I attended a “stakeholder meeting” hosted by the Dean’s Office for the Communication Faculty at Istanbul University late November 2017. I don’t know if any other universities hold similar meetings, but that really was the most efficient and high-quality event I have recently attended. There was a small number of highly-qualified people such as faculty members, NGO authorities, media members and representatives from every section of the industry.
The main problem is that ten thousand people graduate from different departments of the communication faculties in Turkey every year. More than half of these people study advertising and public relations! There is no such demand, there are no job opportunities for graduates, the level of education does not meet expectations and students are not sufficiently-informed. Under these circumstances, the communication faculties send the ranks of the unemployed with a degree to society!
We have been papering over this fact known by everyone for years. Graduates realise that they do not have any other choice but to apply for a job as a cashier in a supermarket, as a waiter/waitress in a café or as a shop assistant in a store.
I have been asking myself for years how come we can ruin the future of bright young people.
The meeting organised by the Dean’s Office for the Communication Faculty at Istanbul University gave me the opportunity to express my thoughts on this subject.
Our main concern should be to identify “the use of public relations”. The public relations departments opened before finding an answer to this question will have no function other than uncertainty in young people’s careers.
As the name implies, this discipline is about “having relations with the public“. This is not a simple or superficial subject which can be limited to the public relations department of a company and its employees.
Public relations is the main responsibility of all the managers
- who work at the top positions of an organisation,
- who are responsible for the reputation of that organisation,
- who have to manage crises and similar situations actively,
- who employ the principles of accountability as the main function of management and
- who have to give exact, timely and transparent information to the public.
Therefore, especially CEOs, managing directors and their assistants plus people who manage areas such as purchasing, sourcing, transportation, production, human resources, finance and law have to know “what public relations is, what it is used for and what it means for their careers“.
As a matter of fact, the communication departments of companies are managed by one person or just a few people since the above-mentioned condition is not/cannot be realised. There is always a conflict between communication managers and decision makers. Management teams consider “a seat” too much for a communication manager. Communication budgets are always limited or they are the first budgets to be cut.
If an organisation sees public relations just as “responsibility for organising a press release, a meeting or an event“, that organisation will, of course, have “reputation problems“. It will always fall behind its competitors.
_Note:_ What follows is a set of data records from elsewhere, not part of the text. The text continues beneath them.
/// Scenario 2: Root Class Added
///
/// A labelled root `Order` appears in the new version without an old
/// counterpart.
mod common;

use common::{categorized, edit, id, labelled, two_versions};
use evox_core::{ChangeKind, ChangeRegistry, NodeColor, NodeState};

#[test]
fn test_scenario_02_new_root_is_added_and_red() {
    // GIVEN a diagram with Customer, and Order added in the new version
    let (mut store, old, new) = two_versions(|s| {
        s.add_root_class("customer", labelled("Customer"));
    });
    edit(&mut store, new, |s| {
        s.add_root_class("order", labelled("Order"));
    });
    let registry = ChangeRegistry::new();

    // WHEN the change set is categorized
    let change_set = categorized(&store, &registry, old, new);

    // THEN Order is Added and Red
    let order = id("order");
    assert_eq!(change_set.get_state(&order).unwrap(), NodeState::Added);
    assert_eq!(change_set.color_of(&order).unwrap(), Some(NodeColor::Red));
    assert!(change_set
        .records()
        .iter()
        .any(|r| r.kind == ChangeKind::ClassAdded && r.target == order));

    // AND the existing root is unaffected
    let customer = id("customer");
    assert_eq!(change_set.color_of(&customer).unwrap(), Some(NodeColor::Green));
    assert!(change_set.blue_nodes().unwrap().is_empty());
    assert!(change_set.insignificant_blue_nodes().unwrap().is_empty());
}

#[test]
fn test_scenario_02_added_child_contributes_to_parent_content() {
    // GIVEN Order with a new Line child in the new version
    let (mut store, old, new) = two_versions(|s| {
        s.add_root_class("order", labelled("Order"));
    });
    edit(&mut store, new, |s| {
        s.add_class_under(&id("order"), "line", labelled("Line"), evox_core::Multiplicity::MANY)
            .unwrap();
    });
    let registry = ChangeRegistry::new();

    // WHEN the change set is categorized
    let change_set = categorized(&store, &registry, old, new);

    // THEN Line is Added and invalidates its own content slot
    let line = id("line");
    assert_eq!(change_set.get_state(&line).unwrap(), NodeState::Added);
    assert!(change_set.content_invalidated(&line).unwrap());
    assert!(!change_set.attributes_invalidated(&line).unwrap());

    // AND the owner must rebuild its content, listed after the deeper node
    let order = id("order");
    assert!(change_set.content_invalidated(&order).unwrap());
    assert_eq!(change_set.red_nodes().unwrap(), &[line, order]);
}

#[test]
fn test_scenario_02_element_missing_from_old_version_is_added_without_record() {
    // GIVEN a change set built over no records at all
    let (mut store, old, new) = two_versions(|s| {
        s.add_root_class("order", labelled("Order"));
    });
    edit(&mut store, new, |s| {
        s.add_root_class("invoice", labelled("Invoice"));
    });
    let registry = ChangeRegistry::new();
    let mut change_set = evox_core::ChangeSet::new(&store, &registry, old, new, Vec::new());

    // WHEN categorized
    change_set.categorize().unwrap();

    // THEN the state still follows version membership
    assert_eq!(change_set.get_state(&id("invoice")).unwrap(), NodeState::Added);
    assert_eq!(change_set.get_state(&id("order")).unwrap(), NodeState::AsItWas);
    assert_eq!(
        change_set.color_of(&id("invoice")).unwrap(),
        Some(NodeColor::Red)
    );
}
It will not have anything to say against regulations and it will eventually find itself in a “desperate” situation.
What if the situation was completely different?
- If public relations was a master’s programme,
- If it consisted of the basic theories of the communication discipline, philosophy, sociology, social psychology, human psychology, history of art, dynamics of civil society etc.,
- If it was presented through senior lecturers’ project-based work,
- If it was defined as a privileged infrastructure used by everyone from every discipline to advance to the top hierarchical positions and
- If it came with a master’s degree, would organisations have a different performance in communication management with all their stakeholders especially their employees and customers?
You might say “Where will we find the human resources needed by the public relations industry?”
Please look at the jobs done in the public relations departments of agencies and companies, and decide whether anyone needs to go to university for four years to do these jobs.